Rev José Mario O Mandía
jmom.honlam.org
Marriage is a covenant for the sake of the husband and wife and their children (cf CCCC 338). Hence, it should have certain characteristics that guarantee the good of spouses and their offspring. These are: (1) unity; (2) indissolubility; (3) fidelity; and (4) openness to fertility and life (cf CCCC 495).
1. UNITY (ONE MAN, ONE WOMAN)
Unity means a spiritual and physical union between one man and one woman. “He who made them from the beginning made them male and female” (Matthew 19:4).
(1.1) They need to be male and female because that is the only way they can be united both physically and spiritually. “For this reason a man shall leave his father and mother and be joined to his wife, and the two shall become one. So they are no longer two but one” (Matthew 19:5-6).
(1.2) Moreover, only when there is a man and a woman can they “be fruitful and multiply” (Genesis 1:28).
2. INDISSOLUBILITY
The Youcat (no 263, 1st Edition) gives three reasons why a valid marriage cannot be dissolved.

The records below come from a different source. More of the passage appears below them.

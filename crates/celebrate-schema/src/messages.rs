//! Violation rendering.

use celebrate_core::envelope::html_escape;
use celebrate_core::Violation;
use jsonschema::error::ValidationErrorKind;

/// Converts a JSON Schema error into a violation.
///
/// The path is the instance path, with the missing property appended for
/// `required` failures. The kind is the failing keyword.
pub fn violation(error: &jsonschema::ValidationError<'_>) -> Violation {
    let mut path = pointer_segments(&error.instance_path.to_string());
    if let ValidationErrorKind::Required { property } = &error.kind {
        match property.as_str() {
            Some(name) => path.push(name.to_string()),
            None => path.push(property.to_string()),
        }
    }

    let kind = keyword(&error.schema_path.to_string());
    let message = render(&path, &kind, &error.to_string());
    Violation::new(path, message, kind)
}

/// Builds a violation for an undeclared property.
pub fn not_allowed(path: Vec<String>) -> Violation {
    let label = path.last().cloned().unwrap_or_default();
    Violation::new(path, format!("\"{label}\" is not allowed"), "additionalProperties")
}

/// HTML-escapes the message of every violation.
pub fn escape_all(violations: &mut [Violation]) {
    for violation in violations {
        violation.message = html_escape(&violation.message);
    }
}

fn render(path: &[String], kind: &str, detail: &str) -> String {
    if path.is_empty() || kind == "required" {
        detail.to_string()
    } else {
        format!("\"{}\" {}", path.join("."), detail)
    }
}

/// Splits a JSON pointer into unescaped reference tokens.
fn pointer_segments(pointer: &str) -> Vec<String> {
    pointer
        .split('/')
        .skip(1)
        .map(|token| token.replace("~1", "/").replace("~0", "~"))
        .collect()
}

/// Returns the last keyword of a schema path (`/properties/a/pattern` → `pattern`).
fn keyword(schema_path: &str) -> String {
    schema_path
        .rsplit('/')
        .find(|token| !token.is_empty() && token.parse::<usize>().is_err())
        .unwrap_or("schema")
        .to_string()
}

#[cfg(test)]
mod tests {
    use super::*;
    use serde_json::json;

    #[test]
    fn test_pointer_segments() {
        assert!(pointer_segments("").is_empty());
        assert_eq!(pointer_segments("/address/zip"), vec!["address", "zip"]);
        assert_eq!(pointer_segments("/a~1b/c~0d"), vec!["a/b", "c~d"]);
    }

    #[test]
    fn test_keyword() {
        assert_eq!(keyword("/properties/accept/pattern"), "pattern");
        assert_eq!(keyword("/items/0"), "items");
        assert_eq!(keyword(""), "schema");
    }

    #[test]
    fn test_required_violation() {
        let validator = jsonschema::validator_for(&json!({ "required": ["first"] })).unwrap();
        let value = json!({});
        let error = validator.iter_errors(&value).next().unwrap();

        let v = violation(&error);
        assert_eq!(v.path, vec!["first"]);
        assert_eq!(v.kind, "required");
        assert!(v.message.contains("first"));
    }

    #[test]
    fn test_pattern_violation_is_labelled() {
        let schema = json!({ "properties": { "accept": { "type": "string", "pattern": "xml" } } });
        let validator = jsonschema::validator_for(&schema).unwrap();
        let value = json!({ "accept": "application/json" });
        let error = validator.iter_errors(&value).next().unwrap();

        let v = violation(&error);
        assert_eq!(v.dotted_path(), "accept");
        assert_eq!(v.kind, "pattern");
        assert!(v.message.starts_with("\"accept\" "));
    }

    #[test]
    fn test_escape_all() {
        let mut violations = vec![not_allowed(vec!["<b>".to_string()])];
        escape_all(&mut violations);
        assert_eq!(violations[0].message, "&quot;&lt;b&gt;&quot; is not allowed");
    }
}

“Marriage is triply indissoluble: (2.1) first, because the essence of love is mutual self-giving without reservation; (2.2) second, because it is an image of God’s unconditional faithfulness to his creation; and (2.3) third, because it represents Christ’s devotion to his Church, even unto death on the Cross (Cf CCC 1605, 1612-1617, 1661).”

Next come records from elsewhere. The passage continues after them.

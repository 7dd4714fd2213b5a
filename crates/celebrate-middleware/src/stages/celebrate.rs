//! Request validation stage.
//!
//! Runs a compiled [`Celebrate`] over the incoming request. On success the
//! request continues with every validated segment written back and a
//! [`ValidatedSegments`](crate::ValidatedSegments) extension attached. On
//! failure the chain stops with [`MiddlewareError::Validation`] and the
//! handler never runs.

use crate::context::MiddlewareContext;
use crate::error::MiddlewareError;
use crate::middleware::{BoxFuture, Middleware, MiddlewareResult, Next};
use crate::request::HttpSegments;
use crate::types::Request;
use celebrate_core::Celebrate;
use std::sync::Arc;

/// Middleware that validates requests against a schema spec.
///
/// # Example
///
/// ```
/// use celebrate_core::{Celebrate, CelebrateOptions, ValidationOptions};
/// use celebrate_middleware::stages::CelebrateMiddleware;
/// use celebrate_schema::JsonSchemaEngine;
/// use serde_json::json;
/// use std::sync::Arc;
///
/// let celebrate = Celebrate::new(
///     json!({ "query": { "properties": { "page": { "type": "integer" } } } }),
///     ValidationOptions::default(),
///     CelebrateOptions::default(),
///     Arc::new(JsonSchemaEngine::new()),
/// )
/// .unwrap();
///
/// let middleware = CelebrateMiddleware::new(celebrate);
/// assert_eq!(middleware.celebrate().segments().count(), 1);
/// ```
#[derive(Debug, Clone)]
pub struct CelebrateMiddleware {
    celebrate: Arc<Celebrate>,
}

impl CelebrateMiddleware {
    /// Wraps a compiled validator.
    #[must_use]
    pub fn new(celebrate: Celebrate) -> Self {
        Self {
            celebrate: Arc::new(celebrate),
        }
    }

    /// Wraps a validator shared with other routes.
    #[must_use]
    pub fn shared(celebrate: Arc<Celebrate>) -> Self {
        Self { celebrate }
    }

    /// Returns the validator.
    #[must_use]
    pub fn celebrate(&self) -> &Celebrate {
        &self.celebrate
    }
}

impl Middleware for CelebrateMiddleware {
    fn name(&self) -> &'static str {
        "celebrate"
    }

    fn process<'a>(
        &'a self,
        ctx: &'a mut MiddlewareContext,
        request: Request,
        next: Next<'a>,
    ) -> BoxFuture<'a, MiddlewareResult> {
        Box::pin(async move {
            let mut segments = HttpSegments::from_request(request).await;

            let outcome = self.celebrate.validate(&mut segments).await;
            if let Err(error) = outcome {
                tracing::debug!(
                    request_id = %ctx.request_id(),
                    mode = ?self.celebrate.mode(),
                    segments = ?error.segments().collect::<Vec<_>>(),
                    elapsed_us = ctx.elapsed().as_micros(),
                    "request rejected"
                );
                return Err(MiddlewareError::Validation(error));
            }

            tracing::trace!(request_id = %ctx.request_id(), "request validated");
            next.run(ctx, segments.into_validated_request()).await
        })
    }
}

Saint John Paul II (15 November 1980) once said about the so-called “trial marriages”: “One cannot live a trial life or die a trial death. One cannot love on a trial basis or accept a person on trial and for a limited time.”
3. FIDELITY
The Catechism (1646) teaches that fidelity goes hand in hand with unity and indissolubility: “By its very nature conjugal love requires the inviolable fidelity of the spouses. This is the consequence of the gift of themselves which they make to each other. Love seeks to be definitive; it cannot be an arrangement ‘until further notice.’ The ‘intimate union of marriage, as a mutual giving of two persons, and the good of the children, demand total fidelity from the spouses and require an unbreakable union between them’ (Gaudium et Spes 48 #1).
What about those people who are divorced and then remarried?
Point 349 of the CCCC explains: “The Church, since she is faithful to her Lord, cannot recognize the union of people who are civilly divorced and remarried. ‘Whoever divorces his wife and marries another, commits adultery against her; and if she divorces her husband and marries another, she commits adultery’ (Mark 10:11-12). The Church manifests an attentive solicitude toward such people and encourages them to a life of faith, prayer, works of charity and the Christian education of their children. However, they cannot receive sacramental absolution, take Holy Communion, or exercise certain ecclesial responsibilities as long as their situation, which objectively contravenes God’s law, persists.”
4. OPENNESS TO FERTILITY AND LIFE
Children are the fruit of human love and are a gift from God. Aside from bringing new life to the world and cooperating with God’s work of creation, parents are also the principal and first educators of their children (cf CCC 1652-1654).
All the four requirements are of absolute importance and hence, “adultery and polygamy are opposed to the sacrament of matrimony because they contradict the equal dignity of man and woman and the unity and exclusivity of married love” (CCCC 347).
The same point of the CCCC also teaches that divorce “goes against the indissolubility of marriage.”
Furthermore, it states that “deliberate refusal of one’s procreative potential” goes against the sacrament of matrimony because it “deprives conjugal love of the gift of children.”